You might know the story about this year’s Garage 56 entry by now. It’s a specially prepared Chevrolet Camaro ZL1 NASCAR Cup car that uses most of the same parts from a normal Cup car but has been lightened by 500 pounds, given headlights, tail lights, paddle shifters, wider wheels and tires, and an aggressive aerodynamics package to help keep the team afloat in the highly competitive Le Mans field. Not only did Garage 56 stay afloat—it positively kicked ass. 

Chris Rosales

In qualifying, the Camaro finished well ahead of the GTE field with an astronomical four-second advantage. Despite some setbacks early in the race, its team of 2009 F1 champion Jenson Button, 2010 Le Mans winner Mike Rockenfeller, and NASCAR legend Jimmie Johnson piloted the stock car back to the lead of the GTE field by sunrise. The Camaro thundered around the Circuit de la Sarthe flawlessly for most of the content but a late race gearbox issue took the car out of contention for 40 minutes and dropped it to the back of the GTE field. Despite this, Johnson took the checkered flag for the team to almost as much applause as the winning Ferrari 499P. 

More than its final result of 39th overall, the Garage 56 car brought something to Le Mans that was completely unique. The NASCAR booth in the fan area was one of the most popular all weekend and that attendance correlated strongly with bright blue Garage 56 team shirts being worn all over the circuit. Just two cars brought the bald-eagle earthquake of cross-plane V8s to Le Mans, and the Camaro was way louder than the excellent Cadillac V-Series.R prototype. 

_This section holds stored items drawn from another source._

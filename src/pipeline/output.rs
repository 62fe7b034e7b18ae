//! Persisting finished crops.

use std::fs;
use std::path::{Path, PathBuf};

use image::DynamicImage;
use tracing::debug;

use crate::core::{CropResult, OUTPUT_FILE_EXTENSION, OUTPUT_FILE_PREFIX};
use crate::utils::save_jpeg;

/// Writes crops as `cropped_image_<n>.jpg` with a run-wide counter.
///
/// The counter advances once per crop handed to [`CropWriter::write`], whether
/// or not the write succeeds, so a file's number always equals the crop's
/// position in the flattened output.
#[derive(Debug)]
pub struct CropWriter {
    output_dir: PathBuf,
    next_index: usize,
}

impl CropWriter {
    /// Creates a writer for `output_dir`, creating the directory if needed.
    ///
    /// # Errors
    ///
    /// Returns `CropError::Io` if the directory cannot be created.
    pub fn create(output_dir: impl Into<PathBuf>) -> CropResult<Self> {
        let output_dir = output_dir.into();
        fs::create_dir_all(&output_dir)?;
        debug!("Writing crops to {}", output_dir.display());
        Ok(Self {
            output_dir,
            next_index: 0,
        })
    }

    pub fn output_dir(&self) -> &Path {
        &self.output_dir
    }

    /// Number of crops handed to the writer so far.
    pub fn count(&self) -> usize {
        self.next_index
    }

    /// Path of the `index`-th crop of the run.
    pub fn path_for(&self, index: usize) -> PathBuf {
        self.output_dir
            .join(format!("{OUTPUT_FILE_PREFIX}{index}.{OUTPUT_FILE_EXTENSION}"))
    }

    /// Writes the next crop and returns where it went.
    ///
    /// # Errors
    ///
    /// Returns `CropError::Write` if the crop cannot be encoded or saved.
    pub fn write(&mut self, crop: &DynamicImage) -> CropResult<PathBuf> {
        let path = self.path_for(self.next_index);
        self.next_index += 1;
        save_jpeg(crop, &path)?;
        Ok(path)
    }
}

#[cfg(test)]
mod tests {
    use super::*;
    use image::{ImageBuffer, Luma};

    #[test]
    fn test_create_makes_directory_and_numbers_files() {
        let dir = tempfile::tempdir().unwrap();
        let output = dir.path().join("nested").join("data");
        let mut writer = CropWriter::create(&output).unwrap();
        assert!(output.is_dir());

        let crop = DynamicImage::ImageLuma8(ImageBuffer::from_pixel(3, 3, Luma([50])));
        let first = writer.write(&crop).unwrap();
        let second = writer.write(&crop).unwrap();

        assert_eq!(first, output.join("cropped_image_0.jpg"));
        assert_eq!(second, output.join("cropped_image_1.jpg"));
        assert!(first.is_file() && second.is_file());
        assert_eq!(writer.count(), 2);
    }

    #[test]
    fn test_failed_write_still_advances_counter() {
        let dir = tempfile::tempdir().unwrap();
        let mut writer = CropWriter::create(dir.path()).unwrap();

        // A directory squatting on the target name makes the write fail.
        fs::create_dir(writer.path_for(0)).unwrap();
        let crop = DynamicImage::ImageLuma8(ImageBuffer::from_pixel(2, 2, Luma([0])));

        assert!(writer.write(&crop).is_err());
        let next = writer.write(&crop).unwrap();
        assert_eq!(next, dir.path().join("cropped_image_1.jpg"));
    }
}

The Garage 56 Chevy Camaro ZL1 entering the first chicane on the Mulsanne. Chris Rosales

Hearing the stock car, a sound I’ve heard a lot of in my life, never got old at Le Mans. For my first time ever at the race, it was a little slice of home that I appreciated. The warmth I felt for my homeland’s race car was multiplied by how people reacted to it; folks adored the Camaro for every single lap it completed. Granted, it was hard to miss visually and sonically, and it singlehandedly revived the “Big M8” meme, but the car and team were effortlessly charismatic. 

Chris Rosales

Casually seeing Jeff Gordon (his number 24 adorned the Garage 56 car) in the paddock along with the distinctly American charm of bringing a loud, brash, huge race car to a top-flight European race was just the right amount of patriotism for me. And seeing the Hendrick garage squeezed into the pit building, Jimmie Johnson rubbing shoulders with some of Le Mans’ biggest legends, and hearing the distinct Cup car roar every three and a half minutes was magic. But it’s the fact that the car ran for the sake of running in the 24, regardless of results or prizes. It was only run for the love of racing, and to spread the word of what American race cars have to offer.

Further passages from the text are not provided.